Retardos Assembler

by Vasily Koudymov
In programming the PIC16 family of microcontrollers, it is sometimes necessary to do absolutely nothing for
a certain number of cycles thereby causing a real world delay of some amount of time. This can be useful if
one is programming a clock or frequency generator for example, and it is often easier to implement a delay
loop rather than using a built in TMR timer.
This document will use the following PIC16 assembly instructions:
decfsz f,d:
Although f refers to a memory location, when referring to operations performed upon f it is easier to say
something like [ f = (f - 1) ] to refer to the idea of “the value at the address which is called f will now be equal
to the original value at address f with one subtracted from it.” I only say this as any reader who is feeling
particularly anal will say that I am in error when I say, “The new value of f will be (f - 1).” Note that although I
will say that, it refers to the longer idea, it just makes following the operations much easier.

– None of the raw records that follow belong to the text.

//! The permission-hierarchy rule — an edge in the per-`(namespace,
//! resource_type)` implication DAG: holding `permission` implies holding
//! `implies`.

use chrono::{DateTime, Utc};
use serde::{Deserialize, Serialize};
use uuid::Uuid;

use crate::validation::{Identifier, Namespace, ValidationError};

#[derive(Debug, Clone, Serialize, Deserialize, sqlx::FromRow)]
pub struct HierarchyRule {
    pub id: Uuid,
    pub namespace: String,
    pub resource_type: String,
    pub permission: String,
    pub implies: String,
    pub created_at: DateTime<Utc>,
}

#[derive(Debug, Clone)]
pub struct WriteHierarchyRule {
    pub namespace: Namespace,
    pub resource_type: Identifier,
    pub permission: Identifier,
    pub implies: Identifier,
}

#[derive(Debug, Clone, thiserror::Error, PartialEq, Eq)]
pub enum HierarchyInputError {
    #[error("namespace: {0}")]
    Namespace(ValidationError),
    #[error("resource_type: {0}")]
    ResourceType(ValidationError),
    #[error("permission: {0}")]
    Permission(ValidationError),
    #[error("implies: {0}")]
    Implies(ValidationError),
    #[error("permission: must differ from implies")]
    SelfImplication,
}

#[derive(Debug, Clone, Serialize, Deserialize)]
pub struct WriteHierarchyRuleRequest {
    pub namespace: String,
    pub resource_type: String,
    pub permission: String,
    pub implies: String,
}

impl WriteHierarchyRuleRequest {
    pub fn validate(self) -> Result<WriteHierarchyRule, HierarchyInputError> {
        let namespace = Namespace::parse(self.namespace).map_err(HierarchyInputError::Namespace)?;
        let resource_type =
            Identifier::parse(self.resource_type).map_err(HierarchyInputError::ResourceType)?;
        let permission =
            Identifier::parse(self.permission).map_err(HierarchyInputError::Permission)?;
        let implies = Identifier::parse(self.implies).map_err(HierarchyInputError::Implies)?;

        if permission == implies {
            return Err(HierarchyInputError::SelfImplication);
        }

        Ok(WriteHierarchyRule {
            namespace,
            resource_type,
            permission,
            implies,
        })
    }
}

#[cfg(test)]
mod tests {
    use super::*;

    fn request(permission: &str, implies: &str) -> WriteHierarchyRuleRequest {
        WriteHierarchyRuleRequest {
            namespace: "acme".into(),
            resource_type: "repo".into(),
            permission: permission.into(),
            implies: implies.into(),
        }
    }

    #[test]
    fn rejects_self_implication() {
        let err = request("write", "write").validate().unwrap_err();
        assert!(matches!(err, HierarchyInputError::SelfImplication));
    }

    #[test]
    fn accepts_distinct_permission_and_implies() {
        let rule = request("write", "read").validate().unwrap();
        assert_eq!(rule.permission.as_str(), "write");
        assert_eq!(rule.implies.as_str(), "read");
    }
}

Let's return to the
original topic.
The instruction, decfsz performs the operation (f - 1), and if d is substituted with the character 'W', the result
(f - 1) will be placed in the Working Register. If d is substituted with the character 'F', it will be placed back
into f such that [ f = (f - 1) ].
With regards to the cycle time of the decfsz instruction, it goes as follows “one cycle if the (f - 1) is not equal
to 0 and execute the next instruction, and one cycles if (f - 1) is equal to 0 and discard the instruction
immediately after.” This is irrespective of whether or not d is 'W' or 'F'.
Examples:
; W = 0x00
; file = 0x05
decfsz file,F ; 1 cycle, will execute 'decfsz file,W'
; W = 0x00
; file = 0x04
decfsz file,W ; 1 cycle, will execute 'movlw 0x01'
; W = 0x03
; file = 0x04
movlw 0x01 ; 1 cycle, move the value 0x01 to Working Register

movwf file ; 1 cycle, file = 0x01
; W = 0x01
; file = 0x01
decfsz file,F ; 2 cycle, file = (file - 1) is zero, so discard next instruction

movlw 0x20 ; discarded, we ignore
; W = 0x01
; file = 0x00
goto k:
This command goes to the address k in the program memory. Although in higher level languages, the “goto”

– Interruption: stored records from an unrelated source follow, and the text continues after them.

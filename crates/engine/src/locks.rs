//! Postgres advisory-lock helpers backing the concurrency model: a
//! namespace-keyed lock serializing all writes to one tenant, and a
//! canonical-order dual-endpoint lock pair preventing interleaved
//! acyclicity-check-then-insert races on edge writes.
//!
//! Both are transaction-scoped (`pg_advisory_xact_lock`) and release
//! automatically on commit or rollback — no explicit unlock call needed.

use sqlx::{PgConnection, Result as SqlxResult};

/// Serializes every mutating call against `namespace`. Acquired first in
/// the write path, before any cycle check or row write.
pub async fn acquire_namespace_lock(conn: &mut PgConnection, namespace: &str) -> SqlxResult<()> {
    sqlx::query("SELECT pg_advisory_xact_lock(hashtextextended($1, 0))")
        .bind(namespace)
        .execute(&mut *conn)
        .await?;
    Ok(())
}

/// Locks both endpoints of a reserved-relation edge in a deterministic
/// order (`min(a, b)` then `max(a, b)` by string ordering), so two
/// transactions proposing opposite-direction edges between the same pair
/// cannot both pass their cycle check before either commits.
pub async fn acquire_dual_endpoint_locks(conn: &mut PgConnection, a: &str, b: &str) -> SqlxResult<()> {
    let (first, second) = if a <= b { (a, b) } else { (b, a) };
    sqlx::query("SELECT pg_advisory_xact_lock(hashtextextended($1, 0))")
        .bind(first)
        .execute(&mut *conn)
        .await?;
    sqlx::query("SELECT pg_advisory_xact_lock(hashtextextended($1, 0))")
        .bind(second)
        .execute(&mut *conn)
        .await?;
    Ok(())
}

statement is looked down upon, in assembly languages, it is necessary to complete most programs. What is
great about Microchip's assembler, which we will use to compile our PIC16 code, is that it allows using relative
addresses for k rather than absolute addresses. For example, 0x1234 is an absolute address which refers to
the address 0x1234 in the PIC16's program memory. Please do not confuse program memory with RAM.

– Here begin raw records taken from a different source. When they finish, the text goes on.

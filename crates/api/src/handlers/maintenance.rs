use std::sync::Arc;

use axum::{extract::State, http::StatusCode, Json};
use rebac_context::NamespaceHeader;
use rebac_engine::{CleanupReport, IntegrityWarning, Stats};
use serde::{Deserialize, Serialize};

use super::{engine_error_response, ErrorResponse};
use crate::AppState;

pub async fn get_stats(
    State(state): State<Arc<AppState>>,
    NamespaceHeader(namespace): NamespaceHeader,
) -> Result<Json<Stats>, (StatusCode, Json<ErrorResponse>)> {
    let stats = state.maintenance.get_stats(namespace.as_str()).await.map_err(engine_error_response)?;
    Ok(Json(stats))
}

pub async fn verify_integrity(
    State(state): State<Arc<AppState>>,
    NamespaceHeader(namespace): NamespaceHeader,
) -> Result<Json<Vec<IntegrityWarning>>, (StatusCode, Json<ErrorResponse>)> {
    let warnings = state.maintenance.verify_integrity(namespace.as_str()).await.map_err(engine_error_response)?;
    Ok(Json(warnings))
}

#[derive(Debug, Deserialize)]
pub struct EnsurePartitionsRequest {
    #[serde(default = "default_months_ahead")]
    pub months_ahead: u32,
}

fn default_months_ahead() -> u32 {
    rebac_engine::DEFAULT_PARTITIONS_AHEAD
}

#[derive(Debug, Serialize)]
pub struct PartitionsResponse {
    pub partitions: Vec<String>,
}

pub async fn ensure_audit_partitions(
    State(state): State<Arc<AppState>>,
    Json(request): Json<EnsurePartitionsRequest>,
) -> Result<Json<PartitionsResponse>, (StatusCode, Json<ErrorResponse>)> {
    let partitions = state.audit_sink.ensure_partitions(request.months_ahead).await.map_err(engine_error_response)?;
    Ok(Json(PartitionsResponse { partitions }))
}

#[derive(Debug, Deserialize)]
pub struct DropPartitionsRequest {
    #[serde(default = "default_retention_months")]
    pub older_than_months: u32,
}

fn default_retention_months() -> u32 {
    rebac_engine::DEFAULT_RETENTION_MONTHS
}

pub async fn drop_audit_partitions(
    State(state): State<Arc<AppState>>,
    Json(request): Json<DropPartitionsRequest>,
) -> Result<Json<PartitionsResponse>, (StatusCode, Json<ErrorResponse>)> {
    let partitions = state.audit_sink.drop_partitions(request.older_than_months).await.map_err(engine_error_response)?;
    Ok(Json(PartitionsResponse { partitions }))
}

#[derive(Debug, Deserialize)]
pub struct CreatePartitionRequest {
    pub year: i32,
    pub month: u32,
}

#[derive(Debug, Serialize)]
pub struct CreatePartitionResponse {
    pub created: Option<String>,
}

pub async fn create_audit_partition(
    State(state): State<Arc<AppState>>,
    Json(request): Json<CreatePartitionRequest>,
) -> Result<Json<CreatePartitionResponse>, (StatusCode, Json<ErrorResponse>)> {
    let created = state.audit_sink.create_partition(request.year, request.month).await.map_err(engine_error_response)?;
    Ok(Json(CreatePartitionResponse { created }))
}

pub async fn cleanup_expired(
    State(state): State<Arc<AppState>>,
    NamespaceHeader(namespace): NamespaceHeader,
) -> Result<Json<CleanupReport>, (StatusCode, Json<ErrorResponse>)> {
    let report = state.maintenance.cleanup_expired(namespace.as_str()).await.map_err(engine_error_response)?;
    Ok(Json(report))
}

Ram is where file registers are located and they can be modified at runtime. However, program memory is
the actual programming code which you upload to the microcontroller. In all cases while the program is
running, program memory is read only. In contrast, relative addresses are as follows: If the character ' $' is
substituted for k, then it would refer to the current address of the goto instruction (an infinite loop resulting from
this code). If “$+1” is substituted for k, then it will go to the code one instruction below the goto. If k is replaced
with “$-5”, it will go to the code 5 instructions above the goto. In all cases, goto takes two cycles to execute.
Examples:
clrf PORTA ; 1 cycle - clear PORTA file register.
goto $-1 ; 2 cycles - go one instruction above and continue execution.
In the above case, it would cause an infinite loop where PORTA is constantly cleared.
goto $+2 ; 2 cycles - go two instructions below and continue execution.
movlw 0x00 ; 1 cycle - place the value 0x00 in the W register.
andlw 0x01 ; 1 cycle - AND 0x01 and the contents of W register.
In the above case, movlw 0x00 is skipped over due to the goto, and it takes 3 cycles altogether.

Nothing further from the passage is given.